Wildlife Window: Battle of the jays and squirrels at the bird feeder - Loveland Reporter-Herald

Such confrontation might have inspired sumo wrestling or rugby. Maybe fighter planes.

Outside the window above my office desk, a tall post with crossbar suspends five bird feeders. While working, I can look out the window and see things that bring a little peace and joy, inspiration and knowledge into my life.

Last week, two species replaced that sense of peace with a blend of amusement and awe.

It was a battle over peanuts.

Not all bird species that utilize bird feeders eat peanuts; some species have specific likes and dislikes. Provide what they want, and they will be there; don’t provide what they want, and they will go elsewhere.

Bird feeding as a backyard hobby or pastime began to grow in popularity once field guides made identifying birds more achievable. As birding — the deliberate search to find and the effort to identify birds — developed as a recreation, the popular fascination for birds accelerated our culture’s involvement in feeding wild birds.

It’s a way to bring birds into our daily lives, a significant shift from birding as an occasional trip afield.

In the early decades of the 1900s, bird feeding developed as an incidental side commerce.

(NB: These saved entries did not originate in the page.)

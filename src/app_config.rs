//! Application configuration from file and environment variables
//!
//! Configuration is loaded with the following priority (highest to lowest):
//! 1. Environment variables (prefixed with UPLOADER_, `__` between sections)
//! 2. Flat environment names used by older deployments (PORT, DB_HOST, ...)
//! 3. Config file (config.toml)
//! 4. Default values
//!
//! Secrets like database passwords and API keys should be kept in environment
//! variables, not in the config file.

use config::{Config, ConfigError, Environment, File, Map, Source, Value};
use serde::{Deserialize, Serialize};

/// Flat environment variable names and the setting each one feeds.
const LEGACY_ENV_KEYS: &[(&str, &str)] = &[
    ("PORT", "server.port"),
    ("UPLOAD_DIR", "storage.upload_dir"),
    ("DB_HOST", "database.host"),
    ("DB_USER", "database.user"),
    ("DB_PASSWORD", "database.password"),
    ("DB_NAME", "database.name"),
    ("DB_PORT", "database.port"),
    ("CLOUDINARY_CLOUD_NAME", "storage.cloudinary_cloud_name"),
    ("CLOUDINARY_API_KEY", "storage.cloudinary_api_key"),
    ("CLOUDINARY_API_SECRET", "storage.cloudinary_api_secret"),
];

/// HTTP listener configuration
#[derive(Debug, Clone, Serialize, Deserialize)]
#[serde(default)]
pub struct ServerConfig {
    pub bind: String,
    pub port: u16,
}

impl Default for ServerConfig {
    fn default() -> Self {
        Self {
            bind: "0.0.0.0".to_string(),
            port: 3000,
        }
    }
}

/// Database configuration
#[derive(Debug, Clone, Serialize, Deserialize)]
#[serde(default)]
pub struct DatabaseConfig {
    /// Full connection URL; when set, the individual parts below are ignored
    pub url: String,
    pub host: String,
    pub port: u16,
    pub user: String,
    /// Should be in env var UPLOADER_DATABASE__PASSWORD or DB_PASSWORD
    pub password: String,
    pub name: String,
    /// Pool capacity. 1 gives a single, serialized connection.
    pub max_connections: u32,
    /// How long a request waits for a free pooled connection
    pub acquire_timeout_seconds: u64,
}

impl Default for DatabaseConfig {
    fn default() -> Self {
        Self {
            url: String::new(),
            host: "localhost".to_string(),
            port: 3306,
            user: "root".to_string(),
            password: String::new(),
            name: "uploader".to_string(),
            max_connections: 10,
            acquire_timeout_seconds: 30,
        }
    }
}

/// Storage configuration
#[derive(Debug, Clone, Serialize, Deserialize)]
#[serde(default)]
pub struct StorageConfig {
    /// Storage backend: "local" or "cloudinary"
    pub backend: String,
    /// Directory uploaded images are written to (used when backend = "local")
    pub upload_dir: String,
    /// URL prefix the upload directory is served under (used when backend = "local")
    pub public_prefix: String,
    /// Cloudinary API root (used when backend = "cloudinary")
    pub cloudinary_api_url: String,
    pub cloudinary_cloud_name: String,
    pub cloudinary_api_key: String,
    /// Should be in env var UPLOADER_STORAGE__CLOUDINARY_API_SECRET or CLOUDINARY_API_SECRET
    pub cloudinary_api_secret: String,
    /// Media folder uploads are placed in
    pub cloudinary_folder: String,
    /// Delivery access mode: "authenticated" or "public"
    pub cloudinary_access_mode: String,
}

impl Default for StorageConfig {
    fn default() -> Self {
        Self {
            backend: "local".to_string(),
            upload_dir: "uploads".to_string(),
            public_prefix: "/uploads".to_string(),
            cloudinary_api_url: "https://api.cloudinary.com/v1_1".to_string(),
            cloudinary_cloud_name: String::new(),
            cloudinary_api_key: String::new(),
            cloudinary_api_secret: String::new(),
            cloudinary_folder: "private_uploads".to_string(),
            cloudinary_access_mode: "authenticated".to_string(),
        }
    }
}

/// Upload limits configuration
#[derive(Debug, Clone, Serialize, Deserialize)]
#[serde(default)]
pub struct LimitsConfig {
    /// Maximum upload size in MB
    pub max_upload_size_mb: u32,
}

impl Default for LimitsConfig {
    fn default() -> Self {
        Self {
            max_upload_size_mb: 10,
        }
    }
}

impl LimitsConfig {
    pub fn max_upload_bytes(&self) -> usize {
        self.max_upload_size_mb as usize * 1024 * 1024
    }
}

/// Main application configuration
#[derive(Debug, Clone, Serialize, Deserialize, Default)]
#[serde(default)]
pub struct AppConfig {
    pub server: ServerConfig,
    pub database: DatabaseConfig,
    pub storage: StorageConfig,
    pub limits: LimitsConfig,
}

impl AppConfig {
    /// Load configuration from file and environment variables
    pub fn load() -> Result<Self, ConfigError> {
        Self::load_from_path("config.toml")
    }

    /// Load configuration from a specific path
    pub fn load_from_path(path: &str) -> Result<Self, ConfigError> {
        use config::FileFormat;

        let config = Config::builder()
            .add_source(config::Config::try_from(&AppConfig::default())?)
            .add_source(File::new(path, FileFormat::Toml).required(false))
            .add_source(LegacyEnvironment)
            // e.g., UPLOADER_SERVER__PORT, UPLOADER_STORAGE__BACKEND
            .add_source(
                Environment::with_prefix("UPLOADER")
                    .prefix_separator("_")
                    .separator("__")
                    .try_parsing(true),
            )
            .build()?;

        config.try_deserialize()
    }
}

/// Reads the flat variable names from [`LEGACY_ENV_KEYS`].
#[derive(Debug, Clone)]
struct LegacyEnvironment;

impl Source for LegacyEnvironment {
    fn clone_into_box(&self) -> Box<dyn Source + Send + Sync> {
        Box::new(self.clone())
    }

    fn collect(&self) -> Result<Map<String, Value>, ConfigError> {
        let origin = "legacy environment".to_string();
        let mut values = Map::new();
        for (var, key) in LEGACY_ENV_KEYS {
            if let Ok(value) = std::env::var(var) {
                if !value.is_empty() {
                    values.insert(key.to_string(), Value::new(Some(&origin), value));
                }
            }
        }
        Ok(values)
    }
}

By the closing decades it had become a legitimate and substantial aspect of commerce and economics within agriculture and retail business.

Various surveys conducted by both government and nongovernment entities clearly indicate more people feed birds than either hunt or fish.

Research was slow to catch up with the growth in bird feeding, and it still hasn’t addressed a variety of questions. Nevertheless, some research clarifies details, three of which are essential to know and understand.

First, like all creatures, birds suffer various diseases. Conditions at bird feeders can cause certain diseases to spread. Not only can the birds get sick, but so can people. One particular salmonella bacterium presents hazard of spontaneous abortion in pregnant women.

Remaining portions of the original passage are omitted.